I think the logistics of calculating cost in real time is something that is extremely hard. I don't think there is one big cloud service provider that has hard limits instead of alerts.
As long as they revert the charge when notified of scenarios like this , and they have historically done so for many cases, it's fine. It's an acceptable workaround for a hard problem and the cost of doing business ( just like Credit Cards accept a certain amount of loss to fraud as part of business)
The top comment on the post physically hurt me. We've moved past the era of keep env files in code bases and are now actually serving them lol.
Unfortunately, yet just another story like this. One of these unexpected usage charges in the thousands appears every month, and with the same automatic denied too. This is one of the reasons I just stopped using these kinds of pay-per-usage cloud services long ago. At best, I still use services that have hard-bounded usage limits, like EC2 from AWS, where one instance can never go beyond 24h/day usage and is always capped, with shutdowns when exceeded, and limited credit cards, too.
It's super frustrating that this is the only option to realistically deal with this issue, since all stories end up the same way: The cloud company just saying "f* you, we don't care, pay up." and legal fees are always expensive :(
Also, can't you tie a key to a domain or IP address to help stop unauthorized usage?
Can you pre-load money into your account and have that be used until it's zero, at which time you have to load more? Deepseek does it this way.
Take them to court.
As always, you will need to make lots of noise on here and similar channels visited by influential people so stuff can get actioned.
Leading tech companies in 2026, folks.
I thought the pricing model was meant to be a benefit of the cloud? All of a sudden, shock horror, paying by the minute turns out to be no cheaper and maybe even more expensive than just doing it yourself
That's fucking bonkers that nothing in the system could see this as unusual and worthy of throttling. The embarrassment of this -- that a company LITERALLY SELLING machine learning services and expertise -- cannot spot such a thing... This should have led them to deal with this internally and refund it. Just... Wow Google.

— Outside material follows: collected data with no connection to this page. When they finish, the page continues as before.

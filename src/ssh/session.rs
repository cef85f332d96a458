//! Established SSH connections
//!
//! An [`SshConnection`] is what the pool hands out: an authenticated
//! transport whose `Handle` lives in the owner task, plus the facts recorded
//! while establishing it.

use std::time::Duration;

use async_trait::async_trait;
use chrono::{DateTime, Utc};
use russh::ChannelMsg;
use serde::Serialize;
use tracing::{debug, warn};

use super::auth::AuthOutcome;
use super::config::TargetIdentity;
use super::connection_pool::PooledTransport;
use super::error::SshError;
use super::handle_owner::HandleController;

/// Command used by the liveness probe; any POSIX shell has it.
const PROBE_COMMAND: &str = "true";

/// Captured result of one remote command
#[derive(Debug, Clone, Default, Serialize)]
pub struct CommandOutput {
    pub stdout: String,
    pub stderr: String,
    /// `None` when the server closed the channel without an exit status
    pub exit_status: Option<u32>,
}

impl CommandOutput {
    pub fn success(&self) -> bool {
        self.exit_status == Some(0)
    }
}

/// Authenticated connection to one target
pub struct SshConnection {
    identity: TargetIdentity,
    controller: HandleController,
    auth_outcome: AuthOutcome,
    host_key_fingerprint: Option<String>,
    connected_at: DateTime<Utc>,
}

impl SshConnection {
    pub fn new(
        identity: TargetIdentity,
        controller: HandleController,
        auth_outcome: AuthOutcome,
        host_key_fingerprint: Option<String>,
    ) -> Self {
        Self {
            identity,
            controller,
            auth_outcome,
            host_key_fingerprint,
            connected_at: Utc::now(),
        }
    }

    pub fn identity(&self) -> &TargetIdentity {
        &self.identity
    }

    /// Method that authenticated this connection
    pub fn auth_outcome(&self) -> AuthOutcome {
        self.auth_outcome
    }

    pub fn host_key_fingerprint(&self) -> Option<&str> {
        self.host_key_fingerprint.as_deref()
    }

    pub fn connected_at(&self) -> DateTime<Utc> {
        self.connected_at
    }

    /// Run `command` on a fresh session channel and collect its output.
    pub async fn exec(&self, command: &str, timeout: Duration) -> Result<CommandOutput, SshError> {
        tokio::time::timeout(timeout, exec_on_controller(&self.controller, command))
            .await
            .map_err(|_| {
                SshError::Timeout(format!(
                    "command on {} did not finish within {:?}",
                    self.identity, timeout
                ))
            })?
    }
}

/// Open a session channel, exec `command` and read until the channel closes.
pub async fn exec_on_controller(
    controller: &HandleController,
    command: &str,
) -> Result<CommandOutput, SshError> {
    let mut channel = controller.open_session_channel().await?;
    channel
        .exec(true, command)
        .await
        .map_err(|e| SshError::ChannelError(format!("exec request failed: {}", e)))?;

    let mut stdout = Vec::new();
    let mut stderr = Vec::new();
    let mut exit_status = None;

    while let Some(msg) = channel.wait().await {
        match msg {
            ChannelMsg::Data { data } => stdout.extend_from_slice(&data),
            ChannelMsg::ExtendedData { data, ext } => {
                // ext 1 is stderr
                if ext == 1 {
                    stderr.extend_from_slice(&data);
                }
            }
            ChannelMsg::ExitStatus { exit_status: code } => exit_status = Some(code),
            ChannelMsg::Eof => {}
            ChannelMsg::Close => break,
            _ => {}
        }
    }

    Ok(CommandOutput {
        stdout: String::from_utf8_lossy(&stdout).into_owned(),
        stderr: String::from_utf8_lossy(&stderr).into_owned(),
        exit_status,
    })
}

#[async_trait]
impl PooledTransport for SshConnection {
    /// Full request/response round trip: a no-op command has to come back
    /// with exit status 0 before `timeout` elapses.
    async fn probe(&self, timeout: Duration) -> Result<(), SshError> {
        if !self.controller.is_connected() {
            return Err(SshError::Disconnected);
        }
        let output = self.exec(PROBE_COMMAND, timeout).await?;
        match output.exit_status {
            Some(0) => {
                debug!("Probe ok for {}", self.identity);
                Ok(())
            }
            other => {
                warn!("Probe of {} returned {:?}", self.identity, other);
                Err(SshError::ChannelError(format!(
                    "probe command exited with {:?}",
                    other
                )))
            }
        }
    }

    async fn close(&self) -> Result<(), SshError> {
        self.controller.disconnect().await
    }

    fn auth_outcome(&self) -> AuthOutcome {
        self.auth_outcome
    }
}
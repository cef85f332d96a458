use std::io::BufRead;
use std::path::PathBuf;
use std::process::ExitCode;
use std::time::Duration;

use clap::{Args, Parser, Subcommand};
use serde::Serialize;
use tracing::{info, warn};

use oxide_remote::config::{Keychain, KeychainError, Settings, SettingsStorage, StorageError};
use oxide_remote::ssh::{
    init_global_pool, run_command, scan_host_key, test_host, trust_scanned_key, ConnectionConfig,
    HostKeyStatus, KnownHostsStore, SshError, TargetIdentity,
};

#[derive(Parser)]
#[command(
    name = "oxide-remote",
    about = "Run commands on remote hosts over pooled, host-verified SSH",
    version,
    propagate_version = true
)]
struct Cli {
    #[command(subcommand)]
    command: Commands,
}

#[derive(Subcommand)]
enum Commands {
    /// Run a command on a remote host; exits with the remote exit status
    Exec {
        #[command(flatten)]
        conn: ConnectionArgs,
        /// Command line to run remotely
        #[arg(required = true, trailing_var_arg = true)]
        command: Vec<String>,
    },
    /// Connect, run a liveness probe and report how the host was reached
    TestHost {
        #[command(flatten)]
        conn: ConnectionArgs,
    },
    /// Show the host key a server presents, optionally recording it
    ScanHost {
        #[arg(long)]
        host: String,
        #[arg(short, long, default_value_t = 22)]
        port: u16,
        /// known_hosts file (default: ~/.ssh/known_hosts)
        #[arg(long)]
        known_hosts: Option<PathBuf>,
        #[arg(long)]
        timeout: Option<u64>,
        /// Record the key if the host has none on file
        #[arg(long)]
        trust: bool,
    },
    /// Manage passwords stored in the system keychain
    Password {
        #[command(subcommand)]
        action: PasswordAction,
    },
}

#[derive(Subcommand)]
enum PasswordAction {
    /// Store a password (read from --password-env or stdin)
    Set {
        #[command(flatten)]
        target: TargetArgs,
        #[arg(long)]
        password_env: Option<String>,
    },
    /// Remove a stored password
    Delete {
        #[command(flatten)]
        target: TargetArgs,
    },
}

#[derive(Args)]
struct TargetArgs {
    #[arg(long)]
    host: String,
    #[arg(short, long, default_value_t = 22)]
    port: u16,
    #[arg(short, long)]
    user: String,
}

impl TargetArgs {
    fn identity(&self) -> TargetIdentity {
        TargetIdentity::new(self.user.clone(), self.host.clone(), self.port)
    }
}

#[derive(Args)]
struct ConnectionArgs {
    #[command(flatten)]
    target: TargetArgs,
    /// Private key file
    #[arg(short = 'i', long)]
    key: Option<PathBuf>,
    /// Environment variable holding the key passphrase
    #[arg(long)]
    passphrase_env: Option<String>,
    /// Environment variable holding the password (default: keychain lookup)
    #[arg(long)]
    password_env: Option<String>,
    /// Dial / command timeout in seconds
    #[arg(long)]
    timeout: Option<u64>,
    /// known_hosts file (default: ~/.ssh/known_hosts)
    #[arg(long)]
    known_hosts: Option<PathBuf>,
    /// Record the key of a host with no known_hosts entry
    #[arg(long)]
    auto_trust: bool,
    /// Skip host key verification if the known_hosts file is unusable
    #[arg(long)]
    allow_insecure_host_key: bool,
}

#[derive(Debug, thiserror::Error)]
enum CliError {
    #[error(transparent)]
    Ssh(#[from] SshError),

    #[error(transparent)]
    Keychain(#[from] KeychainError),

    #[error(transparent)]
    Storage(#[from] StorageError),

    #[error("JSON error: {0}")]
    Json(#[from] serde_json::Error),

    #[error("{0}")]
    Input(String),
}

fn env_secret(var: &str) -> Result<String, CliError> {
    std::env::var(var).map_err(|_| CliError::Input(format!("environment variable {} is not set", var)))
}

fn build_config(settings: &Settings, args: &ConnectionArgs) -> Result<ConnectionConfig, CliError> {
    let target = &args.target;
    let mut config = settings.connection_config(&target.host, target.port, &target.user);

    if let Some(timeout) = args.timeout {
        config.timeout_secs = timeout;
    }
    if let Some(path) = &args.known_hosts {
        config.known_hosts_path = Some(path.clone());
    }
    config.auto_trust_unknown_host |= args.auto_trust;
    config.allow_insecure_host_key |= args.allow_insecure_host_key;

    if let Some(key) = &args.key {
        let passphrase = args.passphrase_env.as_deref().map(env_secret).transpose()?;
        config = config.with_key(key, passphrase);
    }

    config.password = match &args.password_env {
        Some(var) => Some(env_secret(var)?),
        None => match Keychain::new().find_password(&target.identity()) {
            Ok(password) => password,
            Err(e) => {
                warn!("Keychain lookup for {} failed: {}", target.identity(), e);
                None
            }
        },
    };

    Ok(config)
}

fn print_json<T: Serialize>(value: &T) -> Result<(), CliError> {
    println!("{}", serde_json::to_string_pretty(value)?);
    Ok(())
}

async fn run(cli: Cli) -> Result<u8, CliError> {
    let settings = SettingsStorage::new()?.load().await?;

    match cli.command {
        Commands::Exec { conn, command } => {
            let config = build_config(&settings, &conn)?;
            let pool = init_global_pool(settings.pool.clone());
            let output = run_command(&pool, &config, &command.join(" "), config.timeout()).await?;

            print!("{}", output.stdout);
            eprint!("{}", output.stderr);
            pool.shutdown().await;

            Ok(match output.exit_status {
                Some(code) => u8::try_from(code).unwrap_or(u8::MAX),
                None => u8::MAX,
            })
        }
        Commands::TestHost { conn } => {
            let config = build_config(&settings, &conn)?;
            let pool = init_global_pool(settings.pool.clone());
            let report = test_host(&pool, &config).await?;

            #[derive(Serialize)]
            struct Output<T> {
                #[serde(flatten)]
                report: T,
                pool: oxide_remote::ssh::PoolStats,
            }
            print_json(&Output {
                report,
                pool: pool.stats(),
            })?;
            pool.shutdown().await;
            Ok(0)
        }
        Commands::ScanHost {
            host,
            port,
            known_hosts,
            timeout,
            trust,
        } => {
            let known_hosts = known_hosts
                .or_else(|| settings.connection.known_hosts_path.clone())
                .unwrap_or_else(KnownHostsStore::default_path);
            let timeout = Duration::from_secs(timeout.unwrap_or(settings.connection.timeout_secs));

            let report = scan_host_key(&host, port, timeout, &known_hosts).await?;
            print_json(&report)?;

            match (&report.status, trust) {
                (HostKeyStatus::Unknown, true) => {
                    trust_scanned_key(&report, &known_hosts)?;
                    info!("Recorded {} in {}", report.fingerprint, known_hosts.display());
                    Ok(0)
                }
                (HostKeyStatus::Verified, _) | (HostKeyStatus::Unknown, false) => Ok(0),
                // Never resolved from here, whatever --trust says
                (HostKeyStatus::Changed { .. } | HostKeyStatus::Revoked, _) => Ok(1),
            }
        }
        Commands::Password { action } => {
            let keychain = Keychain::new();
            match action {
                PasswordAction::Set {
                    target,
                    password_env,
                } => {
                    let password = match password_env {
                        Some(var) => env_secret(&var)?,
                        None => {
                            let mut line = String::new();
                            std::io::stdin()
                                .lock()
                                .read_line(&mut line)
                                .map_err(|e| CliError::Input(e.to_string()))?;
                            line.trim_end_matches(['\r', '\n']).to_string()
                        }
                    };
                    if password.is_empty() {
                        return Err(CliError::Input("empty password".to_string()));
                    }
                    keychain.store_password(&target.identity(), &password)?;
                }
                PasswordAction::Delete { target } => {
                    keychain.delete_password(&target.identity())?;
                }
            }
            Ok(0)
        }
    }
}

#[tokio::main]
async fn main() -> ExitCode {
    oxide_remote::init_logging();
    let cli = Cli::parse();

    match run(cli).await {
        Ok(code) => ExitCode::from(code),
        Err(e) => {
            eprintln!("error: {}", e);
            if let CliError::Ssh(ssh) = &e {
                if let Some(hint) = ssh.remediation() {
                    eprintln!("hint: {}", hint);
                }
            }
            ExitCode::FAILURE
        }
    }
}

It's terrible that giant cloud providers such as Google or AWS doesn't allow for hard cap at project levels or prepaid. And that especially because alerts are delayed as author stated "We had a budget alert (€80) and a cost anomaly alert, both of which triggered with a delay of a few hours. By the time we reacted, costs were already around €28,000.".

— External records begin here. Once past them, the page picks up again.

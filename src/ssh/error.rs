//! SSH Error types
//!
//! Every failure that crosses the transport boundary is an [`SshError`].
//! Policy decisions (retry, password fallback, pool eviction) branch on
//! [`SshError::kind`], never on message text.

use thiserror::Error;

/// Name of the CLI command suggested when a host identity cannot be verified
pub const SCAN_COMMAND: &str = "oxide-remote scan-host";

/// Coarse classification of an [`SshError`]
#[derive(Debug, Clone, Copy, PartialEq, Eq)]
pub enum ErrorKind {
    /// Caller-supplied configuration is unusable. Never retried.
    Config,
    /// Presented host key differs from every recorded key. Never retried.
    HostKeyMismatch,
    /// Host has no recorded key and auto-trust is off. Never retried.
    HostKeyUnknown,
    /// Presented host key is marked `@revoked`. Never retried.
    HostKeyRevoked,
    /// Trust store cannot be created or read.
    TrustStore,
    /// Server rejected the credentials, or the credential material is unusable.
    Authentication,
    /// Dial, timeout, I/O or dropped-connection failure. Retried.
    Network,
    /// Protocol-level failure that is neither network nor auth.
    Protocol,
}

#[derive(Error, Debug)]
pub enum SshError {
    #[error("Invalid connection configuration: {0}")]
    InvalidConfig(String),

    #[error(
        "HOST KEY VERIFICATION FAILED: key for {host} has changed! \
         Recorded: {expected}, presented: {actual}. \
         This may indicate a man-in-the-middle attack (host key substitution). \
         If the change is legitimate, remove the old entry from {known_hosts} and re-scan the host."
    )]
    HostKeyChanged {
        host: String,
        expected: String,
        actual: String,
        known_hosts: String,
    },

    #[error(
        "Host key verification failed: unknown host {host} (fingerprint {fingerprint}). \
         Run `{cmd} --host {scan_host} --port {port} --trust` or re-run with auto-trust of unknown hosts enabled.",
        cmd = SCAN_COMMAND
    )]
    HostKeyUnknown {
        host: String,
        scan_host: String,
        port: u16,
        fingerprint: String,
    },

    #[error("Host key {fingerprint} for {host} is marked @revoked in {known_hosts}")]
    HostKeyRevoked {
        host: String,
        fingerprint: String,
        known_hosts: String,
    },

    #[error("Trust store unavailable: {0}")]
    TrustStoreUnavailable(String),

    #[error("Authentication failed ({method}): {reason}")]
    AuthenticationFailed { method: &'static str, reason: String },

    #[error("Key error: {0}")]
    KeyError(String),

    #[error("Connection failed: {0}")]
    ConnectionFailed(String),

    #[error("Timeout: {0}")]
    Timeout(String),

    #[error("IO error: {0}")]
    IoError(#[from] std::io::Error),

    #[error("Channel error: {0}")]
    ChannelError(String),

    #[error("SSH protocol error: {0}")]
    ProtocolError(String),

    #[error("Disconnected")]
    Disconnected,

    #[error("Connection to {target} failed after {attempts} attempt(s): {last}")]
    RetriesExhausted {
        target: String,
        attempts: u32,
        last: Box<SshError>,
    },
}

impl SshError {
    pub fn kind(&self) -> ErrorKind {
        match self {
            SshError::InvalidConfig(_) => ErrorKind::Config,
            SshError::HostKeyChanged { .. } => ErrorKind::HostKeyMismatch,
            SshError::HostKeyUnknown { .. } => ErrorKind::HostKeyUnknown,
            SshError::HostKeyRevoked { .. } => ErrorKind::HostKeyRevoked,
            SshError::TrustStoreUnavailable(_) => ErrorKind::TrustStore,
            SshError::AuthenticationFailed { .. } | SshError::KeyError(_) => {
                ErrorKind::Authentication
            }
            SshError::ConnectionFailed(_)
            | SshError::Timeout(_)
            | SshError::IoError(_)
            | SshError::ChannelError(_)
            | SshError::Disconnected => ErrorKind::Network,
            SshError::ProtocolError(_) => ErrorKind::Protocol,
            SshError::RetriesExhausted { last, .. } => last.kind(),
        }
    }

    /// Only network-kind failures are worth another dial.
    pub fn is_retryable(&self) -> bool {
        !matches!(self, SshError::RetriesExhausted { .. }) && self.kind() == ErrorKind::Network
    }

    /// True when the server (or the key material) refused the credentials,
    /// as opposed to the connection failing underneath the attempt.
    pub fn is_credential_rejection(&self) -> bool {
        self.kind() == ErrorKind::Authentication
    }

    /// True for every host-identity failure; these are security relevant and
    /// must surface with their message intact.
    pub fn is_host_identity(&self) -> bool {
        matches!(
            self.kind(),
            ErrorKind::HostKeyMismatch | ErrorKind::HostKeyUnknown | ErrorKind::HostKeyRevoked
        )
    }

    /// Human-actionable hint for host-identity failures
    pub fn remediation(&self) -> Option<String> {
        match self {
            SshError::HostKeyUnknown {
                scan_host, port, ..
            } => Some(format!(
                "run `{} --host {} --port {} --trust` to record the host key, \
                 or re-run with --auto-trust",
                SCAN_COMMAND, scan_host, port
            )),
            SshError::HostKeyChanged { known_hosts, .. } => Some(format!(
                "verify the new key out of band, remove the stale line from {} and run `{}` again",
                known_hosts, SCAN_COMMAND
            )),
            SshError::HostKeyRevoked { known_hosts, .. } => Some(format!(
                "the server presents a revoked key; contact the host administrator (see {})",
                known_hosts
            )),
            SshError::TrustStoreUnavailable(_) => Some(
                "fix the known_hosts path permissions, or pass --allow-insecure-host-key \
                 to skip verification explicitly"
                    .to_string(),
            ),
            SshError::RetriesExhausted { last, .. } => last.remediation(),
            _ => None,
        }
    }
}

impl From<russh::Error> for SshError {
    fn from(err: russh::Error) -> Self {
        match err {
            russh::Error::IO(e) => SshError::IoError(e),
            russh::Error::ConnectionTimeout => SshError::Timeout("connection timeout".into()),
            russh::Error::KeepaliveTimeout => SshError::Timeout("keepalive timeout".into()),
            russh::Error::InactivityTimeout => SshError::Timeout("inactivity timeout".into()),
            russh::Error::Disconnect | russh::Error::HUP => SshError::Disconnected,
            other => SshError::ProtocolError(other.to_string()),
        }
    }
}

impl From<russh::keys::Error> for SshError {
    fn from(err: russh::keys::Error) -> Self {
        SshError::KeyError(err.to_string())
    }
}

impl serde::Serialize for SshError {
    fn serialize<S>(&self, serializer: S) -> Result<S::Ok, S::Error>
    where
        S: serde::Serializer,
    {
        serializer.serialize_str(&self.to_string())
    }
}

#[cfg(test)]
mod tests {
    use super::*;

    #[test]
    fn test_network_errors_are_retryable() {
        assert!(SshError::Timeout("dial".into()).is_retryable());
        assert!(SshError::ConnectionFailed("refused".into()).is_retryable());
        assert!(SshError::Disconnected.is_retryable());
        assert!(!SshError::InvalidConfig("missing host".into()).is_retryable());
        assert!(!SshError::AuthenticationFailed {
            method: "publickey",
            reason: "rejected".into()
        }
        .is_retryable());
    }

    #[test]
    fn test_host_identity_errors_are_never_retryable() {
        let err = SshError::HostKeyChanged {
            host: "10.0.0.5".into(),
            expected: "SHA256:a".into(),
            actual: "SHA256:b".into(),
            known_hosts: "/tmp/known_hosts".into(),
        };
        assert_eq!(err.kind(), ErrorKind::HostKeyMismatch);
        assert!(!err.is_retryable());
        assert!(err.is_host_identity());
        assert!(err.to_string().contains("man-in-the-middle"));
    }

    #[test]
    fn test_exhausted_retries_keep_last_kind() {
        let err = SshError::RetriesExhausted {
            target: "svc@10.0.0.5:22".into(),
            attempts: 4,
            last: Box::new(SshError::Timeout("dial".into())),
        };
        assert_eq!(err.kind(), ErrorKind::Network);
        assert!(!err.is_retryable());
        assert!(err.to_string().contains("after 4 attempt(s)"));
    }

    #[test]
    fn test_unknown_host_has_remediation() {
        let err = SshError::HostKeyUnknown {
            host: "10.0.0.5".into(),
            scan_host: "10.0.0.5".into(),
            port: 22,
            fingerprint: "SHA256:x".into(),
        };
        let hint = err.remediation().unwrap();
        assert!(hint.contains(SCAN_COMMAND));
        assert!(hint.contains("--trust"));
        assert!(err.to_string().contains("10.0.0.5"));
    }

    #[test]
    fn test_key_error_counts_as_credential_rejection() {
        assert!(SshError::KeyError("bad passphrase".into()).is_credential_rejection());
        assert!(!SshError::Timeout("auth".into()).is_credential_rejection());
    }
}
//! SSH Configuration

use std::fmt;
use std::path::PathBuf;
use std::time::Duration;

use serde::{Deserialize, Serialize};

use super::error::SshError;

/// `{user, host, port}` key of one pooled connection.
///
/// Compared verbatim: no case folding, no DNS resolution. Two configurations
/// that reach the same endpoint through different spellings get separate
/// pool entries.
#[derive(Debug, Clone, PartialEq, Eq, Hash, Serialize, Deserialize)]
pub struct TargetIdentity {
    pub user: String,
    pub host: String,
    pub port: u16,
}

impl TargetIdentity {
    pub fn new(user: impl Into<String>, host: impl Into<String>, port: u16) -> Self {
        Self {
            user: user.into(),
            host: host.into(),
            port,
        }
    }
}

impl fmt::Display for TargetIdentity {
    fn fmt(&self, f: &mut fmt::Formatter<'_>) -> fmt::Result {
        write!(f, "{}@{}:{}", self.user, self.host, self.port)
    }
}

/// SSH connection configuration
///
/// Immutable for the lifetime of one connection attempt.
#[derive(Clone, Serialize, Deserialize)]
pub struct ConnectionConfig {
    /// Remote host address
    pub host: String,

    /// SSH port (default: 22)
    #[serde(default = "default_port")]
    pub port: u16,

    /// Username for authentication
    pub username: String,

    /// Path to a private key file
    #[serde(default, skip_serializing_if = "Option::is_none")]
    pub key_path: Option<PathBuf>,

    /// Optional passphrase for an encrypted key
    #[serde(default, skip_serializing)]
    pub passphrase: Option<String>,

    /// Password, used directly when no key is configured, otherwise as fallback
    #[serde(default, skip_serializing)]
    pub password: Option<String>,

    /// Dial / handshake / probe timeout in seconds
    #[serde(default = "default_timeout")]
    pub timeout_secs: u64,

    /// Override for the known_hosts file (default: ~/.ssh/known_hosts)
    #[serde(default, skip_serializing_if = "Option::is_none")]
    pub known_hosts_path: Option<PathBuf>,

    /// Record the key of a host with no known_hosts entry and continue
    #[serde(default)]
    pub auto_trust_unknown_host: bool,

    /// Skip host key verification when the trust store itself is unusable
    #[serde(default)]
    pub allow_insecure_host_key: bool,
}

fn default_port() -> u16 {
    22
}

fn default_timeout() -> u64 {
    30
}

impl Default for ConnectionConfig {
    fn default() -> Self {
        Self {
            host: String::new(),
            port: 22,
            username: String::new(),
            key_path: None,
            passphrase: None,
            password: None,
            timeout_secs: 30,
            known_hosts_path: None,
            auto_trust_unknown_host: false,
            allow_insecure_host_key: false,
        }
    }
}

impl fmt::Debug for ConnectionConfig {
    fn fmt(&self, f: &mut fmt::Formatter<'_>) -> fmt::Result {
        f.debug_struct("ConnectionConfig")
            .field("host", &self.host)
            .field("port", &self.port)
            .field("username", &self.username)
            .field("key_path", &self.key_path)
            .field("passphrase", &self.passphrase.as_ref().map(|_| "***"))
            .field("password", &self.password.as_ref().map(|_| "***"))
            .field("timeout_secs", &self.timeout_secs)
            .field("known_hosts_path", &self.known_hosts_path)
            .field("auto_trust_unknown_host", &self.auto_trust_unknown_host)
            .field("allow_insecure_host_key", &self.allow_insecure_host_key)
            .finish()
    }
}

impl ConnectionConfig {
    pub fn new(host: impl Into<String>, port: u16, username: impl Into<String>) -> Self {
        Self {
            host: host.into(),
            port,
            username: username.into(),
            ..Default::default()
        }
    }

    pub fn with_key(mut self, key_path: impl Into<PathBuf>, passphrase: Option<String>) -> Self {
        self.key_path = Some(key_path.into());
        self.passphrase = passphrase;
        self
    }

    pub fn with_password(mut self, password: impl Into<String>) -> Self {
        self.password = Some(password.into());
        self
    }

    pub fn with_known_hosts(mut self, path: impl Into<PathBuf>) -> Self {
        self.known_hosts_path = Some(path.into());
        self
    }

    pub fn identity(&self) -> TargetIdentity {
        TargetIdentity::new(self.username.clone(), self.host.clone(), self.port)
    }

    pub fn timeout(&self) -> Duration {
        Duration::from_secs(self.timeout_secs)
    }

    /// Reject configurations that can never connect. Fails fast, before any
    /// pool or network interaction.
    pub fn validate(&self) -> Result<(), SshError> {
        if self.host.trim().is_empty() {
            return Err(SshError::InvalidConfig("host is required".to_string()));
        }
        if self.username.trim().is_empty() {
            return Err(SshError::InvalidConfig("username is required".to_string()));
        }
        if self.port == 0 {
            return Err(SshError::InvalidConfig("port must be non-zero".to_string()));
        }
        if self.timeout_secs == 0 {
            return Err(SshError::InvalidConfig(
                "timeout_secs must be non-zero".to_string(),
            ));
        }
        if self.key_path.is_none() && self.password.is_none() {
            return Err(SshError::InvalidConfig(format!(
                "no credentials for {}: configure a key path or a password",
                self.identity()
            )));
        }
        Ok(())
    }
}

#[cfg(test)]
mod tests {
    use super::*;
    use crate::ssh::error::ErrorKind;

    #[test]
    fn test_missing_host_is_config_error() {
        let config = ConnectionConfig::new("", 22, "svc").with_password("pw");
        let err = config.validate().unwrap_err();
        assert_eq!(err.kind(), ErrorKind::Config);
    }

    #[test]
    fn test_missing_credentials_is_config_error() {
        let config = ConnectionConfig::new("10.0.0.5", 22, "svc");
        let err = config.validate().unwrap_err();
        assert_eq!(err.kind(), ErrorKind::Config);
        assert!(err.to_string().contains("svc@10.0.0.5:22"));
    }

    #[test]
    fn test_identity_is_verbatim() {
        let a = ConnectionConfig::new("Build.Example.com", 22, "svc").identity();
        let b = ConnectionConfig::new("build.example.com", 22, "svc").identity();
        assert_ne!(a, b);
        assert_eq!(a.to_string(), "svc@Build.Example.com:22");
    }

    #[test]
    fn test_debug_redacts_secrets() {
        let config = ConnectionConfig::new("10.0.0.5", 22, "svc")
            .with_key("/home/svc/.ssh/id_ed25519", Some("hunter2".into()))
            .with_password("s3cret");
        let rendered = format!("{:?}", config);
        assert!(!rendered.contains("hunter2"));
        assert!(!rendered.contains("s3cret"));
        assert!(rendered.contains("***"));
    }

    #[test]
    fn test_deserialize_defaults() {
        let config: ConnectionConfig =
            serde_json::from_str(r#"{"host":"10.0.0.5","username":"svc","password":"pw"}"#)
                .unwrap();
        assert_eq!(config.port, 22);
        assert_eq!(config.timeout_secs, 30);
        assert!(!config.auto_trust_unknown_host);
        assert!(!config.allow_insecure_host_key);
        assert!(config.validate().is_ok());
    }
}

I said this when this finding was originally posted and I'll say it again: This is by far the worst security incident Google has ever had, and that's why they aren't publicly or loudly responding to it. It's deeply embarrassing. They can't fix it without breaking customer workflows. They really, really want it to just go away and six months from now they'll complete their warning period to their enterprise contracts and then they can turn off this automated grant. Until then they want as few people to know about it as possible, and that means if you aren't on anyone's big & important customer list internally, and you missed the single 40px blurb they put on a buried developer documentation site, you're vulnerable and this will happen to you.
Disgusting behavior.
good
i have seen this so many times...
i'm thinking it's time we replaced api keys.
some type of real time crypto payment maybe?
With AI there is NO justification in NOT DOING IT BY YOURSELF. Why use firebase or <technology-x> if you can generate <the-thing> by yourself and deploy to hardware you own or rent.
> We had a budget alert (€80) and a cost anomaly alert, both of which triggered with a delay of a few hours
> By the time we reacted, costs were already around €28,000
> The final amount settled at €54,000+ due to delayed cost reporting
So much for the folks defending these three companies that refused to provide hard spending cap ("but you can set the budget", "you are doing it wrong if you worry about billing", "hard cap it's technically impossible" etc.)